With the 16th pick in the 2018 MLB Draft, the Tampa Bay Rays select Matthew Liberatore.
This one will be quick.
Matthew Liberatore was selected as a pitcher out of Mountain Ridge High School in Glendale, Arizona.
With the 22nd pick in the 2019 MLB Draft, the Tampa Bay Rays select Greg Jones.
Greg Jones was selected as a shortstop out of the University of North Carolina Wilmington.
After Jones was signed the Tampa Bay Rays sent him to short-season A ball in Hudson Valley. In 48 games with Hudson Valley Jones hit .335 with 19 stolen bases.
Now obviously a couple things here, with no 2020 minor league season, Jones is a long way away from the show.
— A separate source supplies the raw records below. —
//! File-based task gateway
//!
//! Keeps the whole collection as one JSON blob on disk, rewritten after
//! every mutation.

use async_trait::async_trait;
use chrono::Utc;
use std::path::{Path, PathBuf};
use tokio::sync::RwLock;
use tracing::{debug, warn};
use uuid::Uuid;

use super::gateway::TaskGateway;
use super::model::{Task, TaskDraft, TaskPatch};
use crate::{Error, Result};

/// File name of the persisted blob inside the data directory
pub const STORAGE_KEY: &str = "task_mgmt_tasks.json";

/// File-based task gateway using JSON
pub struct FileTaskGateway {
    /// Path to the JSON file
    path: PathBuf,
    /// In-memory copy of the blob, in insertion order
    cache: RwLock<Vec<Task>>,
}

impl FileTaskGateway {
    /// Open the blob at `path`.
    ///
    /// A missing or unreadable blob starts an empty collection; the file is
    /// created on first write.
    pub async fn open(path: impl Into<PathBuf>) -> Self {
        let path = path.into();
        let tasks = load_blob(&path).await;
        debug!("Loaded {} tasks from {:?}", tasks.len(), path);

        Self {
            path,
            cache: RwLock::new(tasks),
        }
    }

    /// Open the well-known blob inside `data_dir`
    pub async fn in_dir(data_dir: impl AsRef<Path>) -> Self {
        Self::open(data_dir.as_ref().join(STORAGE_KEY)).await
    }

    pub fn path(&self) -> &Path {
        &self.path
    }

    /// Write `tasks` to disk.
    ///
    /// The blob is written to a temp file next to it and renamed into
    /// place, so a crash mid-write never leaves a torn blob behind.
    async fn persist(&self, tasks: &[Task]) -> Result<()> {
        let content = serde_json::to_string_pretty(tasks)?;

        let parent = self.path.parent().unwrap_or_else(|| Path::new("."));
        tokio::fs::create_dir_all(parent).await?;

        let temp_path = parent.join(format!(".{}.tmp", Uuid::new_v4().as_hyphenated()));
        tokio::fs::write(&temp_path, content).await?;

        if let Err(e) = replace_file(&temp_path, &self.path).await {
            let _ = tokio::fs::remove_file(&temp_path).await;
            return Err(e.into());
        }
        Ok(())
    }

    /// Run `mutate` against a copy of the collection and keep the copy only
    /// if it reached the disk.
    async fn write_with<T>(
        &self,
        mutate: impl FnOnce(&mut Vec<Task>) -> Result<T>,
    ) -> Result<T> {
        let mut cache = self.cache.write().await;
        let mut next = cache.clone();
        let value = mutate(&mut next)?;
        self.persist(&next).await.map_err(|e| {
            Error::StoreUnavailable(format!("Failed to write {:?}: {}", self.path, e))
        })?;
        *cache = next;
        Ok(value)
    }
}

/// Move `temp` over `target`, restoring the previous `target` on failure
async fn replace_file(temp: &Path, target: &Path) -> std::io::Result<()> {
    let parent = target.parent().unwrap_or_else(|| Path::new("."));
    let backup = parent.join(format!(".{}.bak", Uuid::new_v4().as_hyphenated()));

    let had_original = tokio::fs::metadata(target).await.is_ok();
    if had_original {
        tokio::fs::rename(target, &backup).await?;
    }

    if let Err(e) = tokio::fs::rename(temp, target).await {
        if had_original {
            let _ = tokio::fs::rename(&backup, target).await;
        }
        return Err(e);
    }

    if had_original {
        let _ = tokio::fs::remove_file(&backup).await;
    }
    Ok(())
}

async fn load_blob(path: &Path) -> Vec<Task> {
    let content = match tokio::fs::read_to_string(path).await {
        Ok(content) => content,
        Err(e) if e.kind() == std::io::ErrorKind::NotFound => return Vec::new(),
        Err(e) => {
            warn!("Failed to read task blob {:?}, starting empty: {}", path, e);
            return Vec::new();
        }
    };

    match serde_json::from_str(&content) {
        Ok(tasks) => tasks,
        Err(e) => {
            warn!("Corrupt task blob {:?}, starting empty: {}", path, e);
            set_aside(path).await;
            Vec::new()
        }
    }
}

/// Keep an unreadable blob next to the live one so the next write does
/// not destroy it
async fn set_aside(path: &Path) {
    let mut name = path.as_os_str().to_owned();
    name.push(".corrupt");
    let target = PathBuf::from(name);
    match tokio::fs::copy(path, &target).await {
        Ok(_) => warn!("Kept corrupt task blob as {:?}", target),
        Err(e) => warn!("Failed to keep corrupt task blob {:?}: {}", path, e),
    }
}

#[async_trait]
impl TaskGateway for FileTaskGateway {
    async fn list(&self) -> Result<Vec<Task>> {
        Ok(self.cache.read().await.clone())
    }

    async fn insert(&self, draft: TaskDraft) -> Result<Task> {
        let draft = draft.validated()?;
        self.write_with(|tasks| {
            let task = Task::from_draft(draft, Utc::now());
            tasks.push(task.clone());
            Ok(task)
        })
        .await
    }

    async fn insert_batch(&self, drafts: Vec<TaskDraft>) -> Result<Vec<Task>> {
        let drafts = drafts
            .into_iter()
            .map(TaskDraft::validated)
            .collect::<Result<Vec<_>>>()?;
        self.write_with(|tasks| {
            let now = Utc::now();
            let created: Vec<Task> = drafts
                .into_iter()
                .map(|draft| Task::from_draft(draft, now))
                .collect();
            tasks.extend(created.iter().cloned());
            Ok(created)
        })
        .await
    }

    async fn update(&self, id: &str, patch: TaskPatch) -> Result<()> {
        let patch = patch.validated()?;
        self.write_with(|tasks| {
            let task = tasks
                .iter_mut()
                .find(|t| t.id == id)
                .ok_or_else(|| Error::NotFound(id.to_string()))?;
            task.apply(&patch);
            Ok(())
        })
        .await
    }

    async fn delete(&self, id: &str) -> Result<()> {
        self.write_with(|tasks| {
            let index = tasks
                .iter()
                .position(|t| t.id == id)
                .ok_or_else(|| Error::NotFound(id.to_string()))?;
            tasks.remove(index);
            Ok(())
        })
        .await
    }

    fn backend(&self) -> &'static str {
        "local"
    }
}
But in the little time we have seen him, he has looked promising.
Jones is currently 9th overall prospect in the Tampa Bay Rays system according to MLB.com.
With the 24th pick of the 2020 MLB Draft, the Tampa Bay Rays select Nick Bitsko.
Nick Bitsko was drafted as a right-handed pitcher out of Central Bucks High School in Doylestown, Pennsylvania.
Without playing a single minor-league game Bitsko is ranked as the 11th best prospect in the Tampa Bay Rays system according to MLB.com.
Shortly after signing with the Tampa Bay Rays Bitsko experienced some soreness in his throwing shoulder. This led to the team shutting him down, and eventually having surgery.
Bitsko should return at some point in the 2021 season, but it will likely be 2023-24 before we hopefully see Bitsko in the show.
Well, there it is. Some good, some not so good. Obviously first-round picks in the NFL play a much bigger role immediately than they do in the MLB.
If they so choose, the Tampa Bay Rays players can watch the NFL Draft tonight. They won’t have to travel after the conclusion of a four-game set with the Oakland Athletics. They will await the Houston Astros to come into Tampa, and start a three-game set with them Friday at 7:10 PM EST.